Jeff DeFranco, president and superintendent of Lake Tahoe Community College, said a name change was formally considered and ultimately rejected by the college’s Board of Trustees over a decade ago and has come up cyclically over the years.

He said Lake Tahoe kept its name because of brand recognition—prospective students know the college as LTCC—but also a desire to continue publicly embracing the college’s communal role in its title.

He noted that the college, and community colleges in general, demonstrated its value to its surrounding communities in new ways during the pandemic.
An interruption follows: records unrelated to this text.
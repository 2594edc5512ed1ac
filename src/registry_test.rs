#![allow(clippy::float_cmp)]

use super::*;

// =============================================================
// Helpers
// =============================================================

fn asset(name: &str) -> AssetRef {
    AssetRef::new(format!("/assets/{name}.jpeg"))
}

fn pt(x: f64, y: f64) -> Point {
    Point::new(x, y)
}

fn sized(registry: &mut Registry, x: f64, y: f64, w: f64, h: f64) -> ObjectId {
    registry.add(asset("beer"), pt(x, y), Some(Size::new(w, h)))
}

// =============================================================
// add
// =============================================================

#[test]
fn new_registry_is_empty() {
    let registry = Registry::new();
    assert!(registry.is_empty());
    assert_eq!(registry.len(), 0);
}

#[test]
fn add_appends_in_order() {
    let mut registry = Registry::new();
    let a = registry.add(asset("beer"), pt(0.0, 0.0), None);
    let b = registry.add(asset("gokart"), pt(10.0, 10.0), None);
    assert_eq!(registry.len(), 2);
    assert_eq!(registry.index_of(&a), Some(0));
    assert_eq!(registry.index_of(&b), Some(1));
    let order: Vec<ObjectId> = registry.iter().map(|r| r.id).collect();
    assert_eq!(order, vec![a, b]);
}

#[test]
fn add_stores_asset_and_position() {
    let mut registry = Registry::new();
    let id = registry.add(asset("beer"), pt(100.0, 100.0), None);
    let record = registry.get(&id).unwrap();
    assert_eq!(record.asset, asset("beer"));
    assert_eq!(record.position, pt(100.0, 100.0));
    assert!(record.size.is_none());
    assert!(record.bounds().is_none());
}

#[test]
fn add_same_position_twice_gives_distinct_ids() {
    let mut registry = Registry::new();
    let a = registry.add(asset("beer"), pt(5.0, 5.0), None);
    let b = registry.add(asset("beer"), pt(5.0, 5.0), None);
    assert_ne!(a, b);
    assert_eq!(registry.len(), 2);
}

// =============================================================
// move_to
// =============================================================

#[test]
fn move_to_replaces_position() {
    let mut registry = Registry::new();
    let id = sized(&mut registry, 0.0, 0.0, 40.0, 40.0);
    registry.move_to(&id, pt(-3.0, 12.5)).unwrap();
    assert_eq!(registry.get(&id).unwrap().position, pt(-3.0, 12.5));
    assert_eq!(registry.get(&id).unwrap().size, Some(Size::new(40.0, 40.0)));
}

#[test]
fn move_to_missing_is_not_found_and_changes_nothing() {
    let mut registry = Registry::new();
    let id = sized(&mut registry, 1.0, 1.0, 40.0, 40.0);
    let stale = Uuid::new_v4();
    let err = registry.move_to(&stale, pt(9.0, 9.0)).unwrap_err();
    assert!(matches!(err, CanvasError::NotFound(x) if x == stale));
    assert_eq!(registry.get(&id).unwrap().position, pt(1.0, 1.0));
}

// =============================================================
// resize
// =============================================================

#[test]
fn resize_scales_and_recenters() {
    let mut registry = Registry::new();
    let id = sized(&mut registry, 0.0, 0.0, 40.0, 20.0);
    let size = registry.resize(&id, pt(10.0, 5.0), 1.5, 2.0, 5.0).unwrap();
    assert_eq!(size, Size::new(60.0, 40.0));
    let record = registry.get(&id).unwrap();
    assert_eq!(record.size, Some(size));
    assert_eq!(record.position, pt(10.0, 5.0));
}

#[test]
fn resize_tiny_scale_clamps_to_floor() {
    let mut registry = Registry::new();
    let id = sized(&mut registry, 0.0, 0.0, 40.0, 40.0);
    let size = registry.resize(&id, pt(0.0, 0.0), 0.01, 0.01, 5.0).unwrap();
    assert_eq!(size, Size::new(5.0, 5.0));
}

#[test]
fn resize_floors_both_dimensions_for_any_factor() {
    let factors = [0.0, -1.0, -250.0, 1e-12, f64::NAN, f64::NEG_INFINITY, f64::INFINITY];
    for sx in factors {
        for sy in factors {
            let mut registry = Registry::new();
            let id = sized(&mut registry, 0.0, 0.0, 40.0, 30.0);
            let size = registry.resize(&id, pt(0.0, 0.0), sx, sy, 5.0).unwrap();
            assert!(size.width >= 5.0 && size.width.is_finite(), "sx={sx} gave {size:?}");
            assert!(size.height >= 5.0 && size.height.is_finite(), "sy={sy} gave {size:?}");
        }
    }
}

#[test]
fn resize_height_only_below_floor_clamps_height() {
    let mut registry = Registry::new();
    let id = sized(&mut registry, 0.0, 0.0, 40.0, 40.0);
    let size = registry.resize(&id, pt(0.0, 0.0), 1.0, 0.05, 5.0).unwrap();
    assert_eq!(size, Size::new(40.0, 5.0));
}

#[test]
fn resize_identity_keeps_size() {
    let mut registry = Registry::new();
    let id = sized(&mut registry, 0.0, 0.0, 33.0, 44.0);
    let size = registry.resize(&id, pt(0.0, 0.0), 1.0, 1.0, 5.0).unwrap();
    assert_eq!(size, Size::new(33.0, 44.0));
}

#[test]
fn resize_unsized_record_is_unresolved() {
    let mut registry = Registry::new();
    let id = registry.add(asset("beer"), pt(0.0, 0.0), None);
    let err = registry.resize(&id, pt(1.0, 1.0), 2.0, 2.0, 5.0).unwrap_err();
    assert!(matches!(err, CanvasError::UnresolvedAsset(_)));
    assert_eq!(registry.get(&id).unwrap().position, pt(0.0, 0.0));
}

#[test]
fn resize_missing_is_not_found() {
    let mut registry = Registry::new();
    let err = registry.resize(&Uuid::new_v4(), pt(0.0, 0.0), 1.0, 1.0, 5.0).unwrap_err();
    assert!(matches!(err, CanvasError::NotFound(_)));
}

// =============================================================
// remove
// =============================================================

#[test]
fn remove_splices_and_shifts_later_records() {
    let mut registry = Registry::new();
    let a = sized(&mut registry, 0.0, 0.0, 10.0, 10.0);
    let b = sized(&mut registry, 1.0, 0.0, 10.0, 10.0);
    let c = sized(&mut registry, 2.0, 0.0, 10.0, 10.0);

    let removed = registry.remove(&b).unwrap();
    assert_eq!(removed.id, b);
    assert_eq!(registry.len(), 2);
    assert_eq!(registry.index_of(&a), Some(0));
    assert_eq!(registry.index_of(&c), Some(1));
    assert!(registry.get(&b).is_none());
}

#[test]
fn remove_missing_returns_none() {
    let mut registry = Registry::new();
    sized(&mut registry, 0.0, 0.0, 10.0, 10.0);
    assert!(registry.remove(&Uuid::new_v4()).is_none());
    assert_eq!(registry.len(), 1);
}

#[test]
fn remove_unsized_record_removes_it_outright() {
    let mut registry = Registry::new();
    let id = registry.add(asset("beer"), pt(0.0, 0.0), None);
    assert!(registry.remove(&id).is_some());
    assert!(registry.is_empty());
    assert!(registry.resolve_asset(&asset("beer"), Size::new(64.0, 48.0), 5.0).is_empty());
}

#[test]
fn remove_at_out_of_range_is_none() {
    let mut registry = Registry::new();
    let a = sized(&mut registry, 0.0, 0.0, 10.0, 10.0);
    assert!(registry.remove_at(3).is_none());
    assert_eq!(registry.remove_at(0).map(|r| r.id), Some(a));
    assert!(registry.remove_at(0).is_none());
}

#[test]
fn length_tracks_adds_minus_effective_removes() {
    let mut registry = Registry::new();
    let mut ids = Vec::new();
    let mut adds = 0usize;
    let mut effective_removes = 0usize;
    for step in 0..40u32 {
        match step % 5 {
            0 | 1 | 3 => {
                ids.push(sized(&mut registry, f64::from(step), 0.0, 20.0, 20.0));
                adds += 1;
            }
            2 => {
                let target = ids[ids.len() / 2];
                if registry.remove(&target).is_some() {
                    effective_removes += 1;
                }
                // Removing the same id again must not count.
                assert!(registry.remove(&target).is_none());
            }
            _ => {
                let target = ids[0];
                let moved = registry.move_to(&target, pt(1.0, 1.0));
                let resized = registry.resize(&target, pt(1.0, 1.0), 0.5, 0.5, 5.0);
                assert_eq!(moved.is_ok(), resized.is_ok());
            }
        }
        assert_eq!(registry.len(), adds - effective_removes);
    }
}

// =============================================================
// resolve_asset
// =============================================================

#[test]
fn resolve_asset_sizes_only_matching_unsized_records() {
    let mut registry = Registry::new();
    let beer_a = registry.add(asset("beer"), pt(0.0, 0.0), None);
    let kart = registry.add(asset("gokart"), pt(0.0, 0.0), None);
    let beer_b = registry.add(asset("beer"), pt(0.0, 0.0), Some(Size::new(12.0, 12.0)));

    let resolved = registry.resolve_asset(&asset("beer"), Size::new(320.0, 240.0), 5.0);
    assert_eq!(resolved, vec![beer_a]);
    assert_eq!(registry.get(&beer_a).unwrap().size, Some(Size::new(320.0, 240.0)));
    assert!(registry.get(&kart).unwrap().size.is_none());
    assert_eq!(registry.get(&beer_b).unwrap().size, Some(Size::new(12.0, 12.0)));
}

#[test]
fn resolve_asset_floors_tiny_natural_size() {
    let mut registry = Registry::new();
    let id = registry.add(asset("pixel"), pt(0.0, 0.0), None);
    registry.resolve_asset(&asset("pixel"), Size::new(1.0, 0.0), 5.0);
    assert_eq!(registry.get(&id).unwrap().size, Some(Size::new(5.0, 5.0)));
}

// =============================================================
// Bounds
// =============================================================

#[test]
fn bounds_are_center_anchored() {
    let b = Bounds::new(pt(50.0, 40.0), Size::new(20.0, 10.0));
    assert_eq!(b.left(), 40.0);
    assert_eq!(b.right(), 60.0);
    assert_eq!(b.top(), 35.0);
    assert_eq!(b.bottom(), 45.0);
    assert!(b.contains(pt(40.0, 35.0)));
    assert!(!b.contains(pt(39.9, 40.0)));
}

#[test]
fn bounds_from_edges_round_trips() {
    let b = Bounds::from_edges(-10.0, 0.0, 30.0, 20.0);
    assert_eq!(b.center, pt(10.0, 10.0));
    assert_eq!(b.size, Size::new(40.0, 20.0));
}

#[test]
fn asset_ref_serializes_as_plain_string() {
    let json = serde_json::to_string(&asset("beer")).unwrap();
    assert_eq!(json, "\"/assets/beer.jpeg\"");
}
For example, early on in the pandemic, Lake Tahoe Community College hosted the only mass COVID-19–testing center serving El Dorado County residents and later became a vaccination site.

The pandemic “created an opportunity to re-show who we are and what we do for the community,” he said.

He believes reducing community college stigma and enticing more students to these institutions is about emphasizing the ways community colleges serve the public good.

“That’s definitely a conversation in the industry of how do we remove the stigma of going to community college,” he said. “Some people maybe say, ‘Well, we’re going to call ourselves such-and-such college, and that will remove that stigma.’ But I think I’m more focused on, let’s just tell the story of why community colleges are good for students and communities and why they’re affordable but valuable options. We don’t need to change our name to do that. We just need to tell our story better.”